Federal data gives us permits (how many were authorized) but not starts (how many actually broke ground), under construction (how many are in progress), or completions (how many finished). The Census Survey of Construction (SOC) publishes these concepts nationally and regionally, but not at the metro level. CBAS fills this gap with field-verified lifecycle tracking.
| Houston CBAS Metric | What We’d Need | Current Status |
|---|---|---|
| Annual / quarterly new-home starts | Foundation/slab inspection dates from local permit portals | TPIA filed |
| Homes under construction (stock) | Start dates + completion dates to compute stock-flow: UC = started − completed | TPIA filed |
| Completions (quarterly) | Certificate of occupancy (CO) or final inspection dates from local permit portals | TPIA filed |
| Finished vacant inventory | Completions (CO dates) + sales signal (recorder deeds or HMDA) to compute: completed but not yet sold | Phase 3 |
| Finished vacant months’ supply | Derived: finished vacant inventory ÷ trailing monthly closings | Phase 3 |
For Houston, we’ve filed a TPIA (Texas Public Information Act) request with the Houston Permitting Center for bulk historical permit and inspection data. If fulfilled, this gives us foundation inspection dates (starts) and CO dates (completions) for the City of Houston jurisdiction. Harris County ePermits covers unincorporated areas.
For other metros, the equivalent approach is to find open-data portals (ArcGIS, Socrata) or file equivalent public records requests in each jurisdiction.
The remaining 42 metrics (69% of the presentation) have no standardized public data source. These are the metrics that make CBAS’s product proprietary — they require field research, MLS membership, builder relationships, or specialized lot-pipeline tracking that cannot be automated from government data.
| CBAS Metric | Why No Public Equivalent |
|---|---|
| MLS resale snapshot (sales, prices, DOM, active listings, sale/list ratio) | Requires MLS membership data feed (HAR in Houston). Not government data. No public API. |
| Resale closings vs active inventory time series | Same — MLS proprietary data. |
Would need: MLS data-sharing agreement or RETS/RESO Web API access from the local REALTOR association.

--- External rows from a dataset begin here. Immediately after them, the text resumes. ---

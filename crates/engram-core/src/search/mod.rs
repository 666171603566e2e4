//! Search Module
//!
//! Query preparation and the activation-ranked retrieval pipeline:
//! - FTS query sanitization with stop-word filtering
//! - Candidate gathering, graph expansion, scoring, and top-K ranking

mod engine;
mod keyword;

pub use engine::SearchEngine;
pub use keyword::{is_stop_word, query_tokens, sanitize_fts_query};
//! SQLite Storage Implementation
//!
//! Reference backend for the [`Store`] contract, with FTS5 keyword search
//! and the access-log, entity-graph, and Hebbian tables.
//!
//! Uses separate reader/writer connections behind mutexes so every method
//! takes `&self` and the store is `Send + Sync`.

use std::collections::HashSet;
use std::path::Path;
use std::sync::Mutex;

use chrono::{DateTime, Utc};
use directories::ProjectDirs;
use rusqlite::{params, Connection, OpenFlags, OptionalExtension};

use crate::memory::{MemoryEntry, MemoryLayer, MemoryType};
use crate::storage::migrations::MIGRATIONS;
use crate::storage::{GraphLink, HebbianLink, Store, StoreError, StoreResult};

/// SQLite-backed memory store
pub struct SqliteStore {
    writer: Mutex<Connection>,
    reader: Mutex<Connection>,
}

impl SqliteStore {
    /// Apply PRAGMAs to a connection
    fn configure_connection(conn: &Connection) -> StoreResult<()> {
        conn.execute_batch(
            "PRAGMA journal_mode = WAL;
             PRAGMA synchronous = NORMAL;
             PRAGMA foreign_keys = ON;
             PRAGMA busy_timeout = 5000;
             PRAGMA temp_store = MEMORY;",
        )?;
        Ok(())
    }

    /// Apply pending migrations
    fn apply_migrations(conn: &Connection) -> StoreResult<()> {
        for migration in MIGRATIONS {
            let applied: Option<u32> = conn
                .query_row(
                    "SELECT version FROM schema_version WHERE version = ?1",
                    params![migration.version],
                    |row| row.get(0),
                )
                .optional()
                .unwrap_or(None);
            if applied.is_none() {
                tracing::debug!(
                    version = migration.version,
                    "applying migration: {}",
                    migration.description
                );
                conn.execute_batch(migration.up)?;
                conn.execute(
                    "INSERT OR IGNORE INTO schema_version (version, applied_at)
                     VALUES (?1, ?2)",
                    params![migration.version, Utc::now().to_rfc3339()],
                )?;
            }
        }
        Ok(())
    }

    fn from_connections(writer: Connection, reader: Connection) -> StoreResult<Self> {
        Self::configure_connection(&writer)?;
        Self::configure_connection(&reader)?;
        Self::apply_migrations(&writer)?;
        Ok(Self {
            writer: Mutex::new(writer),
            reader: Mutex::new(reader),
        })
    }

    /// Open (or create) a store at the given path
    pub fn open(path: impl AsRef<Path>) -> StoreResult<Self> {
        let path = path.as_ref();
        if let Some(parent) = path.parent() {
            if !parent.as_os_str().is_empty() {
                std::fs::create_dir_all(parent)?;
            }
        }
        let writer = Connection::open(path)?;
        let reader = Connection::open(path)?;
        Self::from_connections(writer, reader)
    }

    /// Open a store in the platform data directory (`engram.db`)
    pub fn open_default() -> StoreResult<Self> {
        let proj_dirs = ProjectDirs::from("dev", "engram", "engram")
            .ok_or_else(|| StoreError::Init("Could not determine project directories".into()))?;
        let data_dir = proj_dirs.data_dir();
        std::fs::create_dir_all(data_dir)?;
        Self::open(data_dir.join("engram.db"))
    }

    /// Open a non-persistent in-memory store (shared between the reader
    /// and writer connections)
    pub fn open_in_memory() -> StoreResult<Self> {
        let uri = format!(
            "file:engram-mem-{}?mode=memory&cache=shared",
            uuid::Uuid::new_v4()
        );
        let flags = OpenFlags::SQLITE_OPEN_READ_WRITE
            | OpenFlags::SQLITE_OPEN_CREATE
            | OpenFlags::SQLITE_OPEN_URI
            | OpenFlags::SQLITE_OPEN_NO_MUTEX;
        let writer = Connection::open_with_flags(&uri, flags)?;
        let reader = Connection::open_with_flags(&uri, flags)?;
        Self::from_connections(writer, reader)
    }

    fn lock_writer(&self) -> StoreResult<std::sync::MutexGuard<'_, Connection>> {
        self.writer
            .lock()
            .map_err(|_| StoreError::Init("Writer lock poisoned".into()))
    }

    fn lock_reader(&self) -> StoreResult<std::sync::MutexGuard<'_, Connection>> {
        self.reader
            .lock()
            .map_err(|_| StoreError::Init("Reader lock poisoned".into()))
    }

    /// Parse an RFC3339 timestamp column
    fn parse_timestamp(value: &str, field_name: &str) -> rusqlite::Result<DateTime<Utc>> {
        DateTime::parse_from_rfc3339(value)
            .map(|dt| dt.with_timezone(&Utc))
            .map_err(|e| {
                rusqlite::Error::FromSqlConversionFailure(
                    0,
                    rusqlite::types::Type::Text,
                    Box::new(std::io::Error::new(
                        std::io::ErrorKind::InvalidData,
                        format!("Invalid {} timestamp '{}': {}", field_name, value, e),
                    )),
                )
            })
    }

    /// Convert a row to a MemoryEntry
    fn row_to_entry(row: &rusqlite::Row) -> rusqlite::Result<MemoryEntry> {
        let memory_type: String = row.get("memory_type")?;
        let layer: String = row.get("layer")?;
        let context_json: String = row.get("context")?;

        let created_at: String = row.get("created_at")?;
        let last_accessed: String = row.get("last_accessed")?;
        let last_consolidated: Option<String> = row.get("last_consolidated")?;

        let mut entry = MemoryEntry::new(
            row.get::<_, String>("content")?,
            memory_type.parse::<MemoryType>().unwrap_or_default(),
        );
        entry.id = row.get("id")?;
        entry.layer = layer.parse::<MemoryLayer>().unwrap_or_default();
        entry.importance = row.get("importance")?;
        entry.working_strength = row.get("working_strength")?;
        entry.core_strength = row.get("core_strength")?;
        entry.access_count = row.get("access_count")?;
        entry.consolidation_count = row.get("consolidation_count")?;
        entry.created_at = Self::parse_timestamp(&created_at, "created_at")?;
        entry.last_accessed = Self::parse_timestamp(&last_accessed, "last_accessed")?;
        entry.last_consolidated = match last_consolidated {
            Some(s) => Some(Self::parse_timestamp(&s, "last_consolidated")?),
            None => None,
        };
        entry.pinned = row.get::<_, i64>("pinned")? != 0;
        entry.contradicts = row.get("contradicts")?;
        entry.contradicted_by = row.get("contradicted_by")?;
        entry.context = serde_json::from_str(&context_json).unwrap_or_default();

        Ok(entry)
    }

    fn query_entries(
        conn: &Connection,
        sql: &str,
        params: impl rusqlite::Params,
    ) -> StoreResult<Vec<MemoryEntry>> {
        let mut stmt = conn.prepare(sql)?;
        let rows = stmt.query_map(params, Self::row_to_entry)?;
        let mut entries = Vec::new();
        for row in rows {
            entries.push(row?);
        }
        Ok(entries)
    }
}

| CBAS Metric | Why No Public Equivalent |
|---|---|
| Vacant developed lots (VDL) count | No federal equivalent. Requires parcel-level lot status classification from local plat records and field verification. |
| VDL months’ supply | Derived from VDL + starts — both unavailable. |
| Future lots count | Requires tracking subdivision plat applications, engineering permits, and development pipeline status. Not standardized. |
| Future lots with active site work | Requires classifying infrastructure permits (utilities, paving) or field/remote-sensing verification of site activity. |
Would need: Local plat/subdivision records + parcel GIS + engineering permit data + field verification. This is a core CBAS differentiator.
| CBAS Metric | Why No Public Equivalent |
|---|---|
| Median new-home price + price per SF over time | Requires MLS new-construction data or builder price sheets. FHFA HPI is an index, not a median price. |
| Floorplan QoQ price direction stats | CBAS analyzes 8,000+ floorplans from builder catalogs. No public source for base prices. |
| Starts/closings by base price band | Requires linking each unit to a floorplan base price — proprietary catalog data. |
| Finished vacant by base price band | Same — needs price catalog + inventory linkage. |
| Cheapest floorplan profile | Requires maintained builder floorplan catalog with current base prices. |
| Most expensive floorplan profiles | Same as above. |
Would need: Builder website scraping for floorplan catalogs + MLS new-construction listings.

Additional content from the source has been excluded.